Prediction of activity spectra for substances (PASS)
Cytotoxicity prediction is done with the help of the freely accessible online platform CLC-Pred (Cell Line Cytotoxicity Predictor) [53]. CLC-Pred is a cytotoxicity predictor used in in-silico studies that can predict the cytotoxic effect of chemical compounds by the virtue of PASS technology. Near about 4000 kinds of biological activities like toxic and adverse effects, mechanisms of action, interaction with metabolic enzymes and transporters, pharmacological effects influence on gene expression, etc. can be predicted by PASS [54]. The structure of luteolin is submitted in smiles format. Prediction of the activity spectrum of a compound is estimated in terms of probable activity (Pa) and probable inactivity (Pi). Pa and Pi values vary between 0.000 and 1.000 [55]. The activities following condition Pa > Pi are considered as possible for a particular compound. Experimental pharmacological action is considered high if the Pa > 0.7 and low if 0.5 < Pa < 0.7 [56]. Data can also be extracted in structured data file format. Analysis of data extracted from CLC-Pred is interpreted based on their IG50 (half-maximal inhibitory growth), IC50 (half maximal inhibitory concentration), and % inhibition (of activity) values [57]. Compounds having IG50 and IC50 values 10,000 nM and inhibition of more than 50% are considered as active [58].

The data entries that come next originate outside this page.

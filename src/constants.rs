//! Centralized constants for browser-agent.
//!
//! All magic numbers, default strings, and configuration constants live here
//! so they can be changed in one place.

/// Application name used in CLI output and directory paths.
pub const APP_NAME: &str = "browser-agent";

/// Crate version reported by the `version` command.
pub const VERSION: &str = env!("CARGO_PKG_VERSION");

/// Prompt printed before each line of interactive input.
pub const PROMPT: &str = "browser-agent> ";

// --- Provider defaults ---

/// Environment variable holding the provider API key.
pub const API_KEY_ENV: &str = "DEEPSEEK_API_KEY";

/// Provider prefix accepted in `provider/model` shorthand.
pub const PROVIDER_NAME: &str = "deepseek";

/// Default LLM model identifier.
pub const DEFAULT_MODEL: &str = "deepseek-chat";

/// Default sampling temperature.
pub const DEFAULT_TEMPERATURE: f64 = 0.7;

/// Maximum tokens for LLM completions.
pub const MAX_TOKENS: u64 = 4096;

// --- Retry defaults ---

/// Number of extra attempts when a request fails before any output.
pub const DEFAULT_MAX_RETRIES: u32 = 2;

/// Base delay between attempts; attempt `n` waits `n` times this long.
pub const DEFAULT_RETRY_BACKOFF_MS: u64 = 500;

// --- Files ---

/// Configuration filename.
pub const CONFIG_FILENAME: &str = "config.toml";

/// Per-project configuration filename.
pub const PROJECT_CONFIG_FILENAME: &str = "browser-agent.toml";

/// Click recording filename under the data directory.
pub const RECORDING_FILENAME: &str = "click-recording.json";
//! File loading and merging for browser-agent configuration.

use anyhow::{Context, Result};
use std::fs;
use std::path::{Path, PathBuf};

use super::types::{BrowserConfig, Config, RetryConfig};

impl Config {
    /// Reads a config file, returning `None` when it does not exist.
    pub(super) fn load_from(path: &Path) -> Result<Option<Self>> {
        if !path.exists() {
            return Ok(None);
        }
        let contents = fs::read_to_string(path)
            .with_context(|| format!("Failed to read config from {:?}", path))?;
        let config: Config = toml::from_str(&contents)
            .with_context(|| format!("Failed to parse config at {:?}", path))?;
        Ok(Some(config))
    }

    /// Look for browser-agent.toml in `start`, then walk up to git root.
    pub(super) fn find_project(start: &Path) -> Option<PathBuf> {
        let mut dir = start.to_path_buf();
        loop {
            let candidate = dir.join(crate::constants::PROJECT_CONFIG_FILENAME);
            if candidate.exists() {
                return Some(candidate);
            }
            // Stop at git root or filesystem root
            if dir.join(".git").exists() || !dir.pop() {
                return None;
            }
        }
    }

    /// Merge project config over global config.
    /// Project values win when present.
    pub(super) fn merge(global: Config, project: Config) -> Config {
        Config {
            model: project.model.or(global.model),
            base_url: project.base_url.or(global.base_url),
            temperature: project.temperature.or(global.temperature),
            max_tokens: project.max_tokens.or(global.max_tokens),
            retry: RetryConfig {
                max_retries: project.retry.max_retries.or(global.retry.max_retries),
                backoff_ms: project.retry.backoff_ms.or(global.retry.backoff_ms),
            },
            browser: BrowserConfig {
                recording_path: project
                    .browser
                    .recording_path
                    .or(global.browser.recording_path),
            },
        }
    }
}
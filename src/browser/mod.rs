//! Browser automation collaborator reached through debug mode.
//!
//! Nothing here drives a browser. The chat loop hands debug-mode input to
//! [`DebugConsole`], which can plan action sequences with the model and
//! inspect the click recorder's output file.

mod actions;
mod debug;
mod recording;

#[allow(unused_imports)]
pub use actions::{
    parse_action_sequence, ActionParseError, ActionSequence, ActionType, BrowserAction,
    ACTION_PARSER_PROMPT,
};
pub use debug::DebugConsole;
#[allow(unused_imports)]
pub use debug::Capability;
#[allow(unused_imports)]
pub use recording::{ClickEvent, ClickRecording};

#[cfg(test)]
mod tests;
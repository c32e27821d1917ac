//! One dispatch cycle: classify a line, then answer it.
//!
//! [`Responder`] is shared by the interactive loop and one-shot mode so both
//! paths behave identically. It owns the session's only mutable state: the
//! current [`Mode`] and [`LoopState`].

use std::sync::Arc;
use std::time::Duration;

use colored::Colorize;
use futures::StreamExt;
use tracing::{debug, warn};

use super::commands::{classify, Classification, Command};
use crate::browser::DebugConsole;
use crate::config::Config;
use crate::message::Message;
use crate::output::Renderer;
use crate::provider::TextGenerator;

/// Where the session is in its read-eval-print cycle.
#[derive(Debug, Clone, Copy, PartialEq, Eq)]
pub enum LoopState {
    /// Waiting for input.
    Idle,
    /// Classifying a line.
    Dispatching,
    /// Waiting on or consuming a response.
    Responding,
    Terminated,
}

/// Which handler free text goes to.
#[derive(Debug, Clone, Copy, PartialEq, Eq, Default)]
pub enum Mode {
    #[default]
    Normal,
    Debug,
}

/// Whether the session continues after a cycle.
#[derive(Debug, Clone, Copy, PartialEq, Eq)]
pub enum Flow {
    Continue,
    Exit,
}

/// Bounded retry for requests that fail before showing any output.
#[derive(Debug, Clone, Copy, PartialEq, Eq)]
pub struct RetryPolicy {
    pub max_retries: u32,
    pub backoff: Duration,
}

impl RetryPolicy {
    pub fn none() -> Self {
        Self {
            max_retries: 0,
            backoff: Duration::ZERO,
        }
    }

    pub fn from_config(config: &Config) -> Self {
        Self {
            max_retries: config.max_retries(),
            backoff: config.retry_backoff(),
        }
    }

    /// Delay before retry number `attempt` (1-based).
    pub fn delay(&self, attempt: u32) -> Duration {
        self.backoff * attempt
    }
}

/// Runs dispatch cycles against a text generator and renders the results.
pub struct Responder<O: Renderer> {
    generator: Arc<dyn TextGenerator>,
    renderer: O,
    console: DebugConsole,
    retry: RetryPolicy,
    mode: Mode,
    state: LoopState,
}

impl<O: Renderer> Responder<O> {
    pub fn new(
        generator: Arc<dyn TextGenerator>,
        renderer: O,
        console: DebugConsole,
        retry: RetryPolicy,
    ) -> Self {
        Self {
            generator,
            renderer,
            console,
            retry,
            mode: Mode::Normal,
            state: LoopState::Idle,
        }
    }

    /// Starts the session in `mode` instead of [`Mode::Normal`].
    pub fn with_mode(mut self, mode: Mode) -> Self {
        self.mode = mode;
        self
    }

    pub fn mode(&self) -> Mode {
        self.mode
    }

    pub fn state(&self) -> LoopState {
        self.state
    }

    pub fn renderer_mut(&mut self) -> &mut O {
        &mut self.renderer
    }

    pub fn into_renderer(self) -> O {
        self.renderer
    }

    pub(super) fn enter(&mut self, state: LoopState) {
        if self.state != state {
            debug!(from = ?self.state, to = ?state, "state transition");
            self.state = state;
        }
    }

    /// Prints the interactive banner.
    pub fn greet(&mut self) {
        self.renderer.render_notice(&format!(
            "{} [model: {}]",
            crate::constants::APP_NAME.bold().cyan(),
            self.generator.model().yellow(),
        ));
        self.renderer
            .render_notice("Type \"help\" for commands, \"exit\" to quit.");
        self.renderer
            .render_notice("Anything else is sent to the model.");
        if self.mode == Mode::Debug {
            self.announce_mode();
        }
        self.renderer.render_separator();
    }

    /// Prints the farewell line and terminates the session.
    pub fn farewell(&mut self) {
        self.renderer.render_notice(&"goodbye.".dimmed().to_string());
        self.enter(LoopState::Terminated);
    }

    /// Runs one dispatch cycle for `raw`.
    ///
    /// Generation failures are rendered here and never escape; only an exit
    /// command ends the session.
    pub async fn handle_line(&mut self, raw: &str) -> Flow {
        if self.state == LoopState::Terminated {
            return Flow::Exit;
        }
        self.enter(LoopState::Dispatching);

        let flow = match classify(raw) {
            Classification::Empty => {
                self.enter(LoopState::Idle);
                return Flow::Continue;
            }
            Classification::Command(command) => self.run_command(command),
            Classification::FreeText(text) => {
                self.respond(text).await;
                Flow::Continue
            }
        };

        if flow == Flow::Continue {
            self.renderer.render_separator();
            self.enter(LoopState::Idle);
        }
        flow
    }

    fn run_command(&mut self, command: Command) -> Flow {
        debug!(command = command.name(), "built-in command");
        if command.is_exit() {
            self.farewell();
            return Flow::Exit;
        }
        if command == Command::Debug {
            self.mode = match self.mode {
                Mode::Normal => Mode::Debug,
                Mode::Debug => Mode::Normal,
            };
            self.announce_mode();
            return Flow::Continue;
        }
        if let Some(text) = command.response_text() {
            self.renderer.render_notice(&text);
        }
        Flow::Continue
    }

    fn announce_mode(&mut self) {
        match self.mode {
            Mode::Debug => {
                self.renderer.render_notice(&format!(
                    "{} input now goes to the browser debug console.",
                    "debug mode on:".yellow().bold()
                ));
                self.renderer.render_notice(&format!(
                    "Type \"capabilities\" to see what it can do, \"debug\" to leave. Recording file: {}",
                    self.console.recording_path().display()
                ));
            }
            Mode::Normal => {
                self.renderer
                    .render_notice(&"debug mode off: input goes to the model.".dimmed().to_string());
            }
        }
    }

    async fn respond(&mut self, text: &str) {
        self.enter(LoopState::Responding);
        match self.mode {
            Mode::Normal => self.stream_reply(text).await,
            Mode::Debug => {
                self.console
                    .handle(text, self.generator.as_ref(), &mut self.renderer)
                    .await
            }
        }
    }

    /// Streams the model's answer to `text`, one fragment at a time.
    ///
    /// A failure before the first visible fragment is retried per the
    /// [`RetryPolicy`]; after output has started it is reported as-is.
    async fn stream_reply(&mut self, text: &str) {
        let messages = [Message::user(text)];
        let mut attempt = 0;

        loop {
            let mut stream = self.generator.stream_ask(&messages);
            let mut shown = 0usize;
            let mut failure = None;

            while let Some(item) = stream.next().await {
                match item {
                    Ok(fragment) => {
                        if !fragment.is_empty() {
                            shown += 1;
                        }
                        self.renderer.render_fragment(&fragment);
                    }
                    Err(err) => {
                        failure = Some(err);
                        break;
                    }
                }
            }

            let Some(err) = failure else {
                self.renderer.render_done();
                return;
            };

            if shown == 0 && attempt < self.retry.max_retries {
                attempt += 1;
                warn!(attempt, error = %err, "request failed before output, retrying");
                tokio::time::sleep(self.retry.delay(attempt)).await;
                continue;
            }

            if shown > 0 {
                self.renderer.render_done();
            }
            self.renderer.render_error(&err.to_string());
            return;
        }
    }
}
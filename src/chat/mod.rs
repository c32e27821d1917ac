//! Interactive chat REPL for browser-agent.
//!
//! [`ChatLoop`] reads one line at a time and hands it to a [`Responder`].
//! The next line is not read until the current cycle, including any streamed
//! response, has finished, so at most one request is ever in flight. No
//! conversation history is kept: each line is sent on its own.
//!
//! # Readline behavior
//!
//! - **Ctrl+C**: cancels current input, stays in REPL
//! - **Ctrl+D**: exits cleanly with "goodbye."

mod commands;
mod input;
mod responder;

#[allow(unused_imports)]
pub use commands::{classify, Classification, Command};
pub use input::{LineReader, ReadOutcome, RustylineReader};
pub use responder::{Flow, LoopState, Mode, Responder, RetryPolicy};

use anyhow::Result;
use colored::Colorize;

use crate::constants::PROMPT;
use crate::output::Renderer;

/// The interactive session: input reader plus dispatch cycle.
pub struct ChatLoop<I: LineReader, O: Renderer> {
    reader: I,
    responder: Responder<O>,
    closed: bool,
}

impl<I: LineReader, O: Renderer> ChatLoop<I, O> {
    pub fn new(reader: I, responder: Responder<O>) -> Self {
        Self {
            reader,
            responder,
            closed: false,
        }
    }

    pub fn responder(&self) -> &Responder<O> {
        &self.responder
    }

    pub fn into_responder(self) -> Responder<O> {
        self.responder
    }

    /// Runs the REPL until exit, end of input, or an input error.
    ///
    /// The reader is released on every path out of this function.
    pub async fn run(&mut self) -> Result<()> {
        self.responder.greet();
        let result = self.drive().await;
        self.shutdown();
        result
    }

    async fn drive(&mut self) -> Result<()> {
        loop {
            self.responder.enter(LoopState::Idle);
            let line = match self.reader.read_line(PROMPT)? {
                ReadOutcome::Line(line) => line,
                ReadOutcome::Interrupted => {
                    self.responder
                        .renderer_mut()
                        .render_notice(&"^C".dimmed().to_string());
                    continue;
                }
                ReadOutcome::Eof => {
                    self.responder.farewell();
                    return Ok(());
                }
            };

            if self.responder.handle_line(&line).await == Flow::Exit {
                return Ok(());
            }
        }
    }

    /// Terminates the session and releases the input. Idempotent.
    pub fn shutdown(&mut self) {
        self.responder.enter(LoopState::Terminated);
        if !self.closed {
            self.closed = true;
            self.reader.close();
        }
    }
}
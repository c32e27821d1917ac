//! Model resolution logic for browser-agent.
//!
//! Resolves which model and sampling settings to use based on CLI flags,
//! config file, and hardcoded defaults. Supports `deepseek/model` shorthand.

use anyhow::Result;

use crate::config::Config;
use crate::constants::{DEFAULT_MODEL, PROVIDER_NAME};
use crate::error::ConfigError;

/// Everything a request needs besides the conversation itself.
#[derive(Debug, Clone, PartialEq)]
pub struct GenerationSettings {
    pub model: String,
    pub temperature: f64,
    pub max_tokens: u64,
}

/// Resolve which model to use and pair it with the configured sampling settings.
/// Priority: CLI flag > config.toml > default.
///
/// Accepts these formats:
///   --model deepseek-reasoner
///   --model deepseek/deepseek-reasoner  (provider prefix is checked and stripped)
///   (nothing)  (uses config.toml, then the default model)
pub fn resolve_model(cli_model: Option<&str>, config: &Config) -> Result<GenerationSettings> {
    let requested = cli_model
        .filter(|m| !m.trim().is_empty())
        .or(config.model_name())
        .unwrap_or(DEFAULT_MODEL);

    let model = match requested.split_once('/') {
        Some((prov, model)) if prov.eq_ignore_ascii_case(PROVIDER_NAME) => model,
        Some((prov, _)) => return Err(ConfigError::UnsupportedProvider(prov.to_string()).into()),
        None => requested,
    };
    // A bare `deepseek/` names no model.
    let model = match model.trim() {
        "" => DEFAULT_MODEL,
        model => model,
    };

    Ok(GenerationSettings {
        model: model.to_string(),
        temperature: config.temperature(),
        max_tokens: config.max_tokens(),
    })
}

#[cfg(test)]
mod tests {
    use super::*;

    #[test]
    fn test_default_model_when_nothing_set() {
        let settings = resolve_model(None, &Config::default()).unwrap();
        assert_eq!(settings.model, "deepseek-chat");
        assert_eq!(settings.temperature, 0.7);
        assert_eq!(settings.max_tokens, 4096);
    }

    #[test]
    fn test_cli_flag_beats_config() {
        let config = Config {
            model: Some("deepseek-reasoner".to_string()),
            ..Config::default()
        };
        assert_eq!(
            resolve_model(None, &config).unwrap().model,
            "deepseek-reasoner"
        );
        assert_eq!(
            resolve_model(Some("deepseek-coder"), &config).unwrap().model,
            "deepseek-coder"
        );
    }

    #[test]
    fn test_provider_prefix_is_stripped() {
        let settings = resolve_model(Some("DeepSeek/deepseek-reasoner"), &Config::default()).unwrap();
        assert_eq!(settings.model, "deepseek-reasoner");
    }

    #[test]
    fn test_bare_provider_prefix_selects_default_model() {
        let settings = resolve_model(Some("deepseek/"), &Config::default()).unwrap();
        assert_eq!(settings.model, "deepseek-chat");

        let config = Config {
            model: Some("deepseek/ ".to_string()),
            ..Config::default()
        };
        assert_eq!(resolve_model(None, &config).unwrap().model, "deepseek-chat");
    }

    #[test]
    fn test_foreign_provider_prefix_is_rejected() {
        let err = resolve_model(Some("openai/gpt-4.1"), &Config::default()).unwrap_err();
        assert_eq!(
            err.downcast_ref::<ConfigError>(),
            Some(&ConfigError::UnsupportedProvider("openai".to_string()))
        );
    }
}
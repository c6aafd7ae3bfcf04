//! The `Subprocess` capability trait, used for the handful of operations
//! jack shells out for instead of reimplementing (`nft`, `systemd-cat`,
//! plugin binaries). Grounded on the `tokio::process::Command` piping
//! idiom in `streaming-logs/src/main.rs`.

use async_trait::async_trait;
use jack_core::{JackError, Result};
use std::process::Stdio;
use tokio::io::AsyncWriteExt;
use tokio::process::Command;

#[derive(Debug, Clone, Default)]
pub struct ProcessOutput {
    pub status: i32,
    pub stdout: String,
    pub stderr: String,
}

impl ProcessOutput {
    pub fn success(&self) -> bool {
        self.status == 0
    }
}

#[async_trait]
pub trait Subprocess: Send + Sync {
    /// Run `program` to completion with `args`, feeding `stdin` (if any)
    /// and collecting stdout/stderr.
    async fn run(&self, program: &str, args: &[String], stdin: Option<&[u8]>)
        -> Result<ProcessOutput>;
}

pub struct RealSubprocess;

#[async_trait]
impl Subprocess for RealSubprocess {
    async fn run(
        &self,
        program: &str,
        args: &[String],
        stdin: Option<&[u8]>,
    ) -> Result<ProcessOutput> {
        let mut child = Command::new(program)
            .args(args)
            .stdin(Stdio::piped())
            .stdout(Stdio::piped())
            .stderr(Stdio::piped())
            .spawn()
            .map_err(|e| JackError::Kernel(format!("spawn {program}: {e}")))?;

        if let Some(data) = stdin {
            if let Some(mut pipe) = child.stdin.take() {
                pipe.write_all(data)
                    .await
                    .map_err(|e| JackError::Kernel(format!("write stdin to {program}: {e}")))?;
            }
        } else {
            child.stdin.take();
        }

        let output = child
            .wait_with_output()
            .await
            .map_err(|e| JackError::Kernel(format!("wait for {program}: {e}")))?;

        Ok(ProcessOutput {
            status: output.status.code().unwrap_or(-1),
            stdout: String::from_utf8_lossy(&output.stdout).into_owned(),
            stderr: String::from_utf8_lossy(&output.stderr).into_owned(),
        })
    }
}
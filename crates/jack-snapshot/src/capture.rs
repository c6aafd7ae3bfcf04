//! `CaptureSystemSnapshot`: read-only walk over the current kernel state.

use std::sync::Arc;

use jack_core::Result;
use jack_osadapters::OsAdapters;

use crate::model::{CheckpointKind, InterfaceSnapshot, RouteSnapshot, SystemSnapshot, VlanSnapshot};

const IP_FORWARD_SYSCTL: &str = "net.ipv4.ip_forward";
const NFT_TABLE: &[&str] = &["-j", "list", "table", "inet", "jack"];

pub async fn capture_system_snapshot(
    adapters: &Arc<OsAdapters>,
    id: String,
    kind: CheckpointKind,
    created_at: chrono::DateTime<chrono::Utc>,
) -> Result<SystemSnapshot> {
    let ip_forward = adapters
        .sysctl
        .read(IP_FORWARD_SYSCTL)
        .await
        .map(|v| v.trim() == "1")
        .unwrap_or(false);

    let links = adapters.netlink.link_list().await?;
    let routes = adapters.netlink.route_list().await?;

    let mut interfaces = Vec::new();
    for link in links.iter().filter(|l| l.name != "lo") {
        let addrs = adapters.netlink.addr_list(link.index).await?;
        let addresses = addrs
            .iter()
            .map(|a| format!("{}/{}", a.address, a.prefix_len))
            .collect();

        let default_gateway = routes
            .iter()
            .find(|r| r.is_default() && r.oif_index == Some(link.index))
            .and_then(|r| r.gateway)
            .map(|g| g.to_string());

        let bridge_ports = if link.is_bridge() {
            Some(
                links
                    .iter()
                    .filter(|l| l.master_index == Some(link.index))
                    .map(|l| l.name.clone())
                    .collect(),
            )
        } else {
            None
        };

        let vlan = if link.is_vlan() {
            link.vlan_id.map(|vlan_id| VlanSnapshot {
                vlan_id,
                parent: link
                    .parent_index
                    .and_then(|idx| links.iter().find(|l| l.index == idx))
                    .map(|l| l.name.clone())
                    .unwrap_or_default(),
            })
        } else {
            None
        };

        interfaces.push(InterfaceSnapshot {
            name: link.name.clone(),
            mtu: link.mtu,
            up: link.up,
            addresses,
            default_gateway,
            bridge_ports,
            vlan,
        });
    }

    let route_snapshots = routes
        .iter()
        .map(|r| RouteSnapshot {
            destination: r
                .destination
                .map(|(addr, prefix)| format!("{addr}/{prefix}"))
                .unwrap_or_else(|| "default".to_string()),
            gateway: r.gateway.map(|g| g.to_string()),
            device: r
                .oif_index
                .and_then(|idx| links.iter().find(|l| l.index == idx))
                .map(|l| l.name.clone()),
            metric: r.metric,
            table: r.table,
            scope: r.scope,
        })
        .collect();

    let nftables = match adapters.subprocess.run("nft", &to_owned(NFT_TABLE), None).await {
        Ok(output) if output.success() => Some(output.stdout),
        _ => None,
    };

    Ok(SystemSnapshot {
        id,
        kind,
        created_at,
        ip_forward,
        interfaces,
        routes: route_snapshots,
        nftables,
    })
}

fn to_owned(args: &[&str]) -> Vec<String> {
    args.iter().map(|s| s.to_string()).collect()
}

#[cfg(test)]
mod tests {
    use super::*;
    use jack_osadapters::fake::{FakeClock, FakeFilesystem, FakeNetlink, FakeSubprocess, FakeSysctl};
    use jack_osadapters::LinkInfo;

    fn fake_adapters() -> Arc<OsAdapters> {
        Arc::new(OsAdapters {
            netlink: Arc::new(FakeNetlink::new()),
            sysctl: Arc::new(FakeSysctl::new()),
            filesystem: Arc::new(FakeFilesystem::new()),
            subprocess: Arc::new(FakeSubprocess::new()),
            clock: Arc::new(FakeClock::new()),
        })
    }

    async fn adapters_with_eth0() -> Arc<OsAdapters> {
        let netlink = FakeNetlink::new();
        netlink
            .seed_link(LinkInfo {
                index: 50,
                name: "eth0".into(),
                kind: None,
                mtu: 1500,
                up: true,
                mac_address: None,
                master_index: None,
                vlan_id: None,
                parent_index: None,
            })
            .await;
        Arc::new(OsAdapters {
            netlink: Arc::new(netlink),
            sysctl: Arc::new(FakeSysctl::new()),
            filesystem: Arc::new(FakeFilesystem::new()),
            subprocess: Arc::new(FakeSubprocess::new()),
            clock: Arc::new(FakeClock::new()),
        })
    }

    #[tokio::test]
    async fn captures_ip_forward_and_skips_loopback() {
        let adapters = fake_adapters();
        adapters.sysctl.write("net.ipv4.ip_forward", "1").await.unwrap();
        let snapshot = capture_system_snapshot(
            &adapters,
            "manual-1".into(),
            CheckpointKind::Manual,
            chrono::Utc::now(),
        )
        .await
        .unwrap();
        assert!(snapshot.ip_forward);
        assert!(snapshot.interfaces.iter().all(|i| i.name != "lo"));
    }

    #[tokio::test]
    async fn captures_bridge_port_set() {
        let adapters = adapters_with_eth0().await;
        let nl = &adapters.netlink;
        let br = nl.link_add_bridge("br-lan").await.unwrap();
        let eth0 = nl.link_get("eth0").await.unwrap().unwrap().index;
        nl.link_set_master(eth0, br).await.unwrap();
        let snapshot = capture_system_snapshot(
            &adapters,
            "manual-1".into(),
            CheckpointKind::Manual,
            chrono::Utc::now(),
        )
        .await
        .unwrap();
        let bridge = snapshot.interfaces.iter().find(|i| i.name == "br-lan").unwrap();
        assert_eq!(bridge.bridge_ports, Some(vec!["eth0".to_string()]));
    }
}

Prediction of cardiac toxicity
Prediction of cardiac toxicity detects the cardio-related harms by the consumption of the drug. Pred-hERG 4.2 is a freely accessible validated web server that is used for the identification of cardiotoxic blockers of the compound [59]. The human ether-a-go-go-related gene (hERG) is a cardiac repolarizer that mainly encodes a protein and also activates the rectifier potassium channel (IKr) [60]. Heartbeat delay is the main caution of dysfunctioning of hERG which may often cause sudden death [61]. The structure of luteolin is submitted to Pred-hERG in smileys format. Potency, confidence, applicability domain, and probability map are recorded as the results [62]. To be non-cardio toxic, the confidence value should not exceed 0.26 for any compound [63]. The fragments representing hERG blockage are indicated in the probability map.
Molecular docking study
For molecular docking studies, Chain 4 and Chain 7 are chosen based on the AGS cocrystal found naturally in the CryoEM structure of human MCM7 structure (PDB ID: 6XTX) [64]. Missing residues in Chain 4 and 7 structures are completed using SWISS-MODEL (https://swissmodel.expasy.org/). Based on the cocrystal AGS in the 6LXT structure, the active site coordinates are determined as x: 211.170, y: 201.937, and z: 140.544, and the grid box volume is chosen as 20*20*20 Å3. Molecular docking is performed with both Autodock Vina and Glide to validate the results [65, 66]. The optimized luteolin structure for molecular docking studies is obtained from the DFT study. The protein and ligand input pdbqt files required for Autodock Vina docking are created with AutoDockTools-1.5.6. For Glide docking, the protein structure is prepared with the “Protein Preparation Wizard” in Schrödinger Maestro 12.8 and the ligand structure is prepared with the “LigPrep” module using OPLS4 force field. Protein–ligand interactions are visualized using BIOVIA Discovery Studio Visualizer v21 and UCSF Chimera v1.15 software. The docked structure by Glide of Luteolin with chain 7 and chain 4 of 6XTX is further used for performing MD simulations.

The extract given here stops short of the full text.